What is needed
Would you retype each of the records exactly as shown?

Records for the exercise
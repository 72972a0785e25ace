//! Static per-type request descriptors.

use serde::{Deserialize, Serialize};
use std::fmt;

/// HTTP method of an outbound call.
#[derive(Debug, Clone, Copy, PartialEq, Eq, Hash, Serialize, Deserialize)]
#[serde(rename_all = "UPPERCASE")]
pub enum HttpMethod {
    /// GET.
    Get,
    /// POST.
    Post,
    /// PUT.
    Put,
    /// DELETE.
    Delete,
}

impl HttpMethod {
    /// Returns the canonical upper-case name.
    #[must_use]
    pub fn as_str(&self) -> &'static str {
        match self {
            Self::Get => "GET",
            Self::Post => "POST",
            Self::Put => "PUT",
            Self::Delete => "DELETE",
        }
    }
}

impl fmt::Display for HttpMethod {
    fn fmt(&self, f: &mut fmt::Formatter<'_>) -> fmt::Result {
        f.write_str(self.as_str())
    }
}

/// A default parameter value that can live in a `static` descriptor.
#[derive(Debug, Clone, Copy, PartialEq)]
pub enum DefaultValue {
    /// JSON `null`.
    Null,
    /// A boolean.
    Bool(bool),
    /// An integer.
    Int(i64),
    /// A string.
    Str(&'static str),
    /// `[]`.
    EmptyList,
    /// `{}`.
    EmptyMap,
}

impl DefaultValue {
    /// Converts to a JSON value.
    #[must_use]
    pub fn to_value(self) -> serde_json::Value {
        match self {
            Self::Null => serde_json::Value::Null,
            Self::Bool(b) => serde_json::Value::Bool(b),
            Self::Int(i) => serde_json::Value::from(i),
            Self::Str(s) => serde_json::Value::from(s),
            Self::EmptyList => serde_json::Value::Array(Vec::new()),
            Self::EmptyMap => serde_json::Value::Object(serde_json::Map::new()),
        }
    }
}

/// Declarative metadata of one request type.
///
/// A descriptor only lists what its type adds or overrides; everything else
/// is inherited from `parent`. Names must be unique across the hierarchy,
/// they are the identity used by [`RequestDescriptor::is_a`] and the
/// contract cache.
#[derive(Debug)]
pub struct RequestDescriptor {
    /// Unique type name.
    pub name: &'static str,
    /// Immediate ancestor.
    pub parent: Option<&'static RequestDescriptor>,
    /// Default values declared by this type.
    pub defaults: &'static [(&'static str, DefaultValue)],
    /// Keys this type makes required.
    pub required: &'static [&'static str],
    /// Keys this type locks after their first assignment.
    pub locked: &'static [&'static str],
    /// HTTP method, if this type declares one.
    pub method: Option<HttpMethod>,
    /// Endpoint path, if this type declares one.
    pub endpoint: Option<&'static str>,
    /// Extension point subscribers can hook into.
    pub extension_point: Option<&'static str>,
}

impl RequestDescriptor {
    /// A descriptor declaring nothing; use with struct update syntax.
    pub const BLANK: Self = Self {
        name: "",
        parent: None,
        defaults: &[],
        required: &[],
        locked: &[],
        method: None,
        endpoint: None,
        extension_point: None,
    };

    /// Returns the ancestor chain, root first and `self` last.
    ///
    /// Stops at the first repeated name so a malformed chain cannot loop.
    #[must_use]
    pub fn ancestry(&'static self) -> Vec<&'static RequestDescriptor> {
        let mut chain: Vec<&'static RequestDescriptor> = Vec::new();
        let mut current = Some(self);
        while let Some(descriptor) = current {
            if chain.iter().any(|d| d.name == descriptor.name) {
                break;
            }
            chain.push(descriptor);
            current = descriptor.parent;
        }
        chain.reverse();
        chain
    }

    /// True if `self` is `other` or descends from it.
    #[must_use]
    pub fn is_a(&'static self, other: &RequestDescriptor) -> bool {
        self.ancestry().iter().any(|d| d.name == other.name)
    }

    /// The nearest declared HTTP method.
    #[must_use]
    pub fn resolved_method(&'static self) -> Option<HttpMethod> {
        self.ancestry().iter().rev().find_map(|d| d.method)
    }

    /// The nearest declared endpoint.
    #[must_use]
    pub fn resolved_endpoint(&'static self) -> Option<&'static str> {
        self.ancestry().iter().rev().find_map(|d| d.endpoint)
    }

    /// The nearest declared extension point.
    #[must_use]
    pub fn resolved_extension_point(&'static self) -> Option<&'static str> {
        self.ancestry().iter().rev().find_map(|d| d.extension_point)
    }
}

Result for this task
repository 72972a0785e25ace
//! Static per-type request descriptors.

use serde::{Deserialize, Serialize};
use std::fmt;

/// HTTP method of an outbound call.
#[derive(Debug, Clone, Copy, PartialEq, Eq, Hash, Serialize, Deserialize)]
#[serde(rename_all = "UPPERCASE")]
pub enum HttpMethod {
    /// GET.
    Get,
    /// POST.
    Post,
    /// PUT.
    Put,
    /// DELETE.
    Delete,
}

impl HttpMethod {
    /// Returns the canonical upper-case name.
    #[must_use]
    pub fn as_str(&self) -> &'static str {
        match self {
            Self::Get => "GET",
            Self::Post => "POST",
            Self::Put => "PUT",
            Self::Delete => "DELETE",
        }
    }
}

impl fmt::Display for HttpMethod {
    fn fmt(&self, f: &mut fmt::Formatter<'_>) -> fmt::Result {
        f.write_str(self.as_str())
    }
}

/// A default parameter value that can live in a `static` descriptor.
#[derive(Debug, Clone, Copy, PartialEq)]
pub enum DefaultValue {
    /// JSON `null`.
    Null,
    /// A boolean.
    Bool(bool),
    /// An integer.
    Int(i64),
    /// A string.
    Str(&'static str),
    /// `[]`.
    EmptyList,
    /// `{}`.
    EmptyMap,
}

impl DefaultValue {
    /// Converts to a JSON value.
    #[must_use]
    pub fn to_value(self) -> serde_json::Value {
        match self {
            Self::Null => serde_json::Value::Null,
            Self::Bool(b) => serde_json::Value::Bool(b),
            Self::Int(i) => serde_json::Value::from(i),
            Self::Str(s) => serde_json::Value::from(s),
            Self::EmptyList => serde_json::Value::Array(Vec::new()),
            Self::EmptyMap => serde_json::Value::Object(serde_json::Map::new()),
        }
    }
}

/// Declarative metadata of one request type.
///
/// A descriptor only lists what its type adds or overrides; everything else
/// is inherited from `parent`. Names must be unique across the hierarchy,
/// they are the identity used by [`RequestDescriptor::is_a`] and the
/// contract cache.
#[derive(Debug)]
pub struct RequestDescriptor {
    /// Unique type name.
    pub name: &'static str,
    /// Immediate ancestor.
    pub parent: Option<&'static RequestDescriptor>,
    /// Default values declared by this type.
    pub defaults: &'static [(&'static str, DefaultValue)],
    /// Keys this type makes required.
    pub required: &'static [&'static str],
    /// Keys this type locks after their first assignment.
    pub locked: &'static [&'static str],
    /// HTTP method, if this type declares one.
    pub method: Option<HttpMethod>,
    /// Endpoint path, if this type declares one.
    pub endpoint: Option<&'static str>,
    /// Extension point subscribers can hook into.
    pub extension_point: Option<&'static str>,
}

impl RequestDescriptor {
    /// A descriptor declaring nothing; use with struct update syntax.
    pub const BLANK: Self = Self {
        name: "",
        parent: None,
        defaults: &[],
        required: &[],
        locked: &[],
        method: None,
        endpoint: None,
        extension_point: None,
    };

    /// Returns the ancestor chain, root first and `self` last.
    ///
    /// Stops at the first repeated name so a malformed chain cannot loop.
    #[must_use]
    pub fn ancestry(&'static self) -> Vec<&'static RequestDescriptor> {
        let mut chain: Vec<&'static RequestDescriptor> = Vec::new();
        let mut current = Some(self);
        while let Some(descriptor) = current {
            if chain.iter().any(|d| d.name == descriptor.name) {
                break;
            }
            chain.push(descriptor);
            current = descriptor.parent;
        }
        chain.reverse();
        chain
    }

    /// True if `self` is `other` or descends from it.
    #[must_use]
    pub fn is_a(&'static self, other: &RequestDescriptor) -> bool {
        self.ancestry().iter().any(|d| d.name == other.name)
    }

    /// The nearest declared HTTP method.
    #[must_use]
    pub fn resolved_method(&'static self) -> Option<HttpMethod> {
        self.ancestry().iter().rev().find_map(|d| d.method)
    }

    /// The nearest declared endpoint.
    #[must_use]
    pub fn resolved_endpoint(&'static self) -> Option<&'static str> {
        self.ancestry().iter().rev().find_map(|d| d.endpoint)
    }

    /// The nearest declared extension point.
    #[must_use]
    pub fn resolved_extension_point(&'static self) -> Option<&'static str> {
        self.ancestry().iter().rev().find_map(|d| d.extension_point)
    }
}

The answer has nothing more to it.